BEGIN LISTED ENTRIES
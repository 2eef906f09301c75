use std::{
    collections::BTreeMap,
    sync::{Arc, Mutex, PoisonError},
    time::Duration,
};

use homecall_common::{
    BrokerAddress, Config, PushTarget, TagSet,
    error::{HomecallError, Result},
    time,
};
use homecall_metrics::Collector;
use tokio::{
    sync::{OnceCell, watch},
    task::JoinHandle,
    time::{Instant, MissedTickBehavior},
};
use tracing::{debug, info, warn};

use crate::{
    broker::Broker,
    message::{ExportMessage, ROUTING_KEY},
    pods::PodCounter,
    targets::{kafka::KafkaBroker, kafka_rest::KafkaRestBroker},
};

struct RunningLoop {
    shutdown: watch::Sender<bool>,
    task: Mutex<Option<JoinHandle<()>>>,
}

/// Periodic publisher of `pod_status` messages.
///
/// Delivery is best effort and at most once per interval: a failed publish
/// is logged and dropped, and the loop waits for the next tick. Shutdown is
/// terminal for an exporter.
pub struct PushExporter {
    config: Config,
    collector: Collector,
    broker: Option<Arc<dyn Broker>>,
    pod_counter: Option<Arc<dyn PodCounter>>,
    running: OnceCell<RunningLoop>,
}

impl PushExporter {
    pub fn new(config: Config, collector: Collector) -> Self {
        Self {
            config,
            collector,
            broker: None,
            pod_counter: None,
            running: OnceCell::new(),
        }
    }

    /// Replaces the producer built from the configured broker address.
    pub fn with_broker(mut self, broker: Arc<dyn Broker>) -> Self {
        self.broker = Some(broker);
        self
    }

    pub fn with_pod_counter(mut self, pod_counter: Arc<dyn PodCounter>) -> Self {
        self.pod_counter = Some(pod_counter);
        self
    }

    /// Spawns the publish loop once. Fails without spawning anything when
    /// the broker address or topic is missing, and after `shutdown`.
    pub async fn ensure_started(&self) -> Result<()> {
        let running = self
            .running
            .get_or_try_init(|| async { self.spawn_loop() })
            .await?;
        if *running.shutdown.borrow() {
            return Err(HomecallError::Stopped("push metrics loop"));
        }
        Ok(())
    }

    pub fn is_running(&self) -> bool {
        self.running.get().is_some_and(|running| {
            running
                .task
                .lock()
                .unwrap_or_else(PoisonError::into_inner)
                .as_ref()
                .is_some_and(|task| !task.is_finished())
        })
    }

    /// Signals the loop to stop and waits for it; a publish in progress is
    /// allowed to finish.
    pub async fn shutdown(&self) {
        let Some(running) = self.running.get() else {
            return;
        };

        running.shutdown.send_replace(true);
        let task = running
            .task
            .lock()
            .unwrap_or_else(PoisonError::into_inner)
            .take();
        if let Some(task) = task {
            if let Err(err) = task.await {
                warn!(error = %err, "metrics publish loop failed");
            }
        }
    }

    fn spawn_loop(&self) -> Result<RunningLoop> {
        let target = self.config.push_target().inspect_err(|err| {
            warn!(error = %err, "push metrics sink not started");
        })?;
        let period = self.config.publish_interval;
        if period.is_zero() {
            return Err(HomecallError::Config(
                "publish interval must be greater than zero".to_string(),
            ));
        }
        let broker = match &self.broker {
            Some(broker) => Arc::clone(broker),
            None => default_broker(&target)?,
        };

        let publisher = Publisher {
            collector: self.collector.clone(),
            tags: self.config.tags(),
            namespace: self.config.namespace.clone(),
            broker: Arc::clone(&broker),
            pod_counter: self.pod_counter.clone(),
            last_timestamp: 0,
        };
        let (shutdown, stop) = watch::channel(false);
        let task = tokio::spawn(publisher.run(period, stop));
        info!(
            broker = %broker.describe(),
            topic = %target.topic,
            interval_secs = period.as_secs(),
            "push metrics loop started"
        );

        Ok(RunningLoop {
            shutdown,
            task: Mutex::new(Some(task)),
        })
    }
}

/// Native Kafka for a `host:port` list; the REST proxy only for an explicit
/// `http(s)://` address.
pub(crate) fn default_broker(target: &PushTarget) -> Result<Arc<dyn Broker>> {
    let broker: Arc<dyn Broker> = match &target.broker {
        BrokerAddress::Kafka(bootstrap) => {
            Arc::new(KafkaBroker::new(bootstrap.clone(), target.topic.as_str()))
        }
        BrokerAddress::RestProxy(proxy) => Arc::new(KafkaRestBroker::new(proxy, &target.topic)?),
    };
    Ok(broker)
}

struct Publisher {
    collector: Collector,
    tags: TagSet,
    namespace: String,
    broker: Arc<dyn Broker>,
    pod_counter: Option<Arc<dyn PodCounter>>,
    last_timestamp: i64,
}

impl Publisher {
    async fn run(mut self, period: Duration, mut stop: watch::Receiver<bool>) {
        let mut interval = tokio::time::interval_at(Instant::now() + period, period);
        interval.set_missed_tick_behavior(MissedTickBehavior::Delay);

        loop {
            tokio::select! {
                _ = interval.tick() => {
                    if let Err(err) = self.publish_once().await {
                        warn!(error = %err, "failed to publish metrics, dropping this interval");
                    }
                }
                _ = stop.changed() => {
                    info!("push metrics loop shutting down");
                    break;
                }
            }
        }
    }

    async fn publish_once(&mut self) -> Result<()> {
        let metrics = self.collector.sample();
        let pod_counts = self.pod_counts().await;
        let timestamp = self.next_timestamp();

        let message = ExportMessage::new(self.tags.clone(), &metrics, pod_counts, timestamp);
        let payload = serde_json::to_vec(&message)?;

        self.broker.deliver(ROUTING_KEY, &payload).await?;
        debug!(timestamp, bytes = payload.len(), "metrics published");
        Ok(())
    }

    async fn pod_counts(&self) -> Option<BTreeMap<String, u64>> {
        let counter = self.pod_counter.as_ref()?;
        match counter.pod_counts(&self.namespace).await {
            Ok(counts) => Some(counts),
            Err(err) => {
                warn!(error = %err, namespace = %self.namespace, "could not get pod counts");
                None
            }
        }
    }

    /// Wall-clock milliseconds, bumped when needed so consecutive messages
    /// never share or reverse a timestamp.
    fn next_timestamp(&mut self) -> i64 {
        let now = time::epoch_millis(&time::now());
        let timestamp = now.max(self.last_timestamp.saturating_add(1));
        self.last_timestamp = timestamp;
        timestamp
    }
}

#[cfg(test)]
mod tests {
    use std::{collections::BTreeMap, sync::Arc, time::Duration};

    use async_trait::async_trait;
    use homecall_common::{Config, HomecallError, error::Result};
    use homecall_metrics::{Collector, MetricState};
    use serde_json::Value;

    use super::{PushExporter, default_broker};
    use crate::{Broker, memory::MemoryBroker, pods::PodCounter};

    const PERIOD: Duration = Duration::from_secs(10);

    fn config() -> Config {
        Config {
            broker: Some("kafka-service:9092".to_string()),
            topic: Some("homecalling-metrics".to_string()),
            publish_interval: PERIOD,
            controller_name: "web-operator".to_string(),
            ..Config::default()
        }
    }

    fn exporter(config: Config, broker: &Arc<MemoryBroker>) -> (Arc<MetricState>, PushExporter) {
        let state = Arc::new(MetricState::new(&config.namespace, &config.cluster));
        let exporter = PushExporter::new(config, Collector::new(Arc::clone(&state)))
            .with_broker(Arc::clone(broker) as Arc<dyn Broker>);
        (state, exporter)
    }

    fn payloads(broker: &MemoryBroker) -> Vec<Value> {
        broker
            .attempts()
            .iter()
            .map(|record| serde_json::from_slice(&record.payload).unwrap())
            .collect()
    }

    struct FixedPods(Option<BTreeMap<String, u64>>);

    #[async_trait]
    impl PodCounter for FixedPods {
        async fn pod_counts(&self, namespace: &str) -> Result<BTreeMap<String, u64>> {
            assert_eq!(namespace, "default");
            self.0
                .clone()
                .ok_or_else(|| HomecallError::Collaborator("api server unreachable".to_string()))
        }
    }

    #[tokio::test(start_paused = true)]
    async fn missing_broker_fails_without_spawning() {
        let broker = Arc::new(MemoryBroker::new());
        let (_, exporter) = exporter(
            Config {
                broker: None,
                ..config()
            },
            &broker,
        );

        let err = exporter.ensure_started().await.unwrap_err();
        assert!(matches!(err, HomecallError::Config(_)));
        assert!(!exporter.is_running());

        tokio::time::sleep(PERIOD * 3).await;
        assert!(broker.attempts().is_empty());
    }

    #[tokio::test(start_paused = true)]
    async fn missing_topic_fails_without_spawning() {
        let broker = Arc::new(MemoryBroker::new());
        let (_, exporter) = exporter(
            Config {
                topic: Some(" ".to_string()),
                ..config()
            },
            &broker,
        );

        assert!(matches!(
            exporter.ensure_started().await,
            Err(HomecallError::Config(_))
        ));
        tokio::time::sleep(PERIOD * 3).await;
        assert!(broker.attempts().is_empty());
    }

    #[tokio::test(start_paused = true)]
    async fn publishes_once_per_interval() {
        let broker = Arc::new(MemoryBroker::new());
        let (state, exporter) = exporter(config(), &broker);
        state.increment_reconcile_count();

        exporter.ensure_started().await.unwrap();
        assert!(exporter.is_running());

        tokio::time::sleep(PERIOD / 2).await;
        assert!(broker.attempts().is_empty(), "first publish waits one interval");

        tokio::time::sleep(PERIOD * 2).await;
        let attempts = broker.attempts();
        assert_eq!(attempts.len(), 2);
        assert!(attempts.iter().all(|record| record.key == "metrics"));

        let messages = payloads(&broker);
        let first_ts = messages[0]["timestamp"].as_i64().unwrap();
        let second_ts = messages[1]["timestamp"].as_i64().unwrap();
        assert!(second_ts > first_ts);
        assert_eq!(messages[0]["tags"], messages[1]["tags"]);
        assert_eq!(messages[0]["name"], "pod_status");
        assert_eq!(messages[0]["tags"]["controller"], "web-operator");
        assert_eq!(messages[0]["fields"]["reconcile_count"], 1);
        assert_eq!(messages[0]["fields"]["health"], 1);
        assert!(messages[0]["fields"].get("Pods-Count").is_none());

        exporter.shutdown().await;
    }

    #[tokio::test(start_paused = true)]
    async fn failed_delivery_does_not_stop_next_tick() {
        let broker = Arc::new(MemoryBroker::failing_on([0]));
        let (_, exporter) = exporter(config(), &broker);
        exporter.ensure_started().await.unwrap();

        tokio::time::sleep(PERIOD + PERIOD / 2).await;
        assert_eq!(broker.attempts().len(), 1);

        tokio::time::sleep(PERIOD).await;
        assert_eq!(broker.attempts().len(), 2);
        assert!(exporter.is_running());

        exporter.shutdown().await;
    }

    #[tokio::test(start_paused = true)]
    async fn repeated_start_runs_a_single_loop() {
        let broker = Arc::new(MemoryBroker::new());
        let (_, exporter) = exporter(config(), &broker);

        exporter.ensure_started().await.unwrap();
        exporter.ensure_started().await.unwrap();

        tokio::time::sleep(PERIOD + PERIOD / 2).await;
        assert_eq!(broker.attempts().len(), 1);

        exporter.shutdown().await;
    }

    #[tokio::test(start_paused = true)]
    async fn shutdown_stops_publishing() {
        let broker = Arc::new(MemoryBroker::new());
        let (_, exporter) = exporter(config(), &broker);
        exporter.ensure_started().await.unwrap();

        tokio::time::sleep(PERIOD + PERIOD / 2).await;
        exporter.shutdown().await;
        assert!(!exporter.is_running());

        tokio::time::sleep(PERIOD * 5).await;
        assert_eq!(broker.attempts().len(), 1);
    }

    #[tokio::test(start_paused = true)]
    async fn start_after_shutdown_is_refused() {
        let broker = Arc::new(MemoryBroker::new());
        let (_, exporter) = exporter(config(), &broker);
        exporter.ensure_started().await.unwrap();
        exporter.shutdown().await;

        let err = exporter.ensure_started().await.unwrap_err();
        assert!(matches!(err, HomecallError::Stopped(_)));
        assert!(!exporter.is_running());

        tokio::time::sleep(PERIOD * 3).await;
        assert!(broker.attempts().is_empty());
    }

    #[test]
    fn bare_broker_address_uses_native_kafka() {
        let target = config().push_target().unwrap();
        assert_eq!(
            default_broker(&target).unwrap().describe(),
            "kafka://kafka-service:9092/homecalling-metrics"
        );

        let target = Config {
            broker: Some("http://kafka-rest:8082".to_string()),
            ..config()
        }
        .push_target()
        .unwrap();
        assert_eq!(
            default_broker(&target).unwrap().describe(),
            "http://kafka-rest:8082/topics/homecalling-metrics"
        );
    }

    #[tokio::test(start_paused = true)]
    async fn pod_counts_are_attached_when_available() {
        let broker = Arc::new(MemoryBroker::new());
        let (_, exporter) = exporter(config(), &broker);
        let exporter = exporter.with_pod_counter(Arc::new(FixedPods(Some(BTreeMap::from([
            ("ReplicaSet".to_string(), 2),
            ("Unknown".to_string(), 1),
        ])))));
        exporter.ensure_started().await.unwrap();

        tokio::time::sleep(PERIOD + PERIOD / 2).await;
        let messages = payloads(&broker);
        assert_eq!(messages[0]["fields"]["Pods-Count"]["ReplicaSet"], 2);
        assert_eq!(messages[0]["fields"]["Pods-Count"]["Unknown"], 1);

        exporter.shutdown().await;
    }

    #[tokio::test(start_paused = true)]
    async fn pod_count_failure_omits_field_and_still_publishes() {
        let broker = Arc::new(MemoryBroker::new());
        let (_, exporter) = exporter(config(), &broker);
        let exporter = exporter.with_pod_counter(Arc::new(FixedPods(None)));
        exporter.ensure_started().await.unwrap();

        tokio::time::sleep(PERIOD + PERIOD / 2).await;
        let messages = payloads(&broker);
        assert_eq!(messages.len(), 1);
        assert!(messages[0]["fields"].get("Pods-Count").is_none());
        assert!(messages[0]["fields"].get("reconcile_count").is_some());

        exporter.shutdown().await;
    }
}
END LISTED ENTRIES
_WHAT YOU HAVE TO DO_.
Return, from the material above, each line holding the string "Mutex".

_FINISHED EXERCISE_.
    sync::{Arc, Mutex, PoisonError},
    task: Mutex<Option<JoinHandle<()>>>,
            task: Mutex::new(Some(task)),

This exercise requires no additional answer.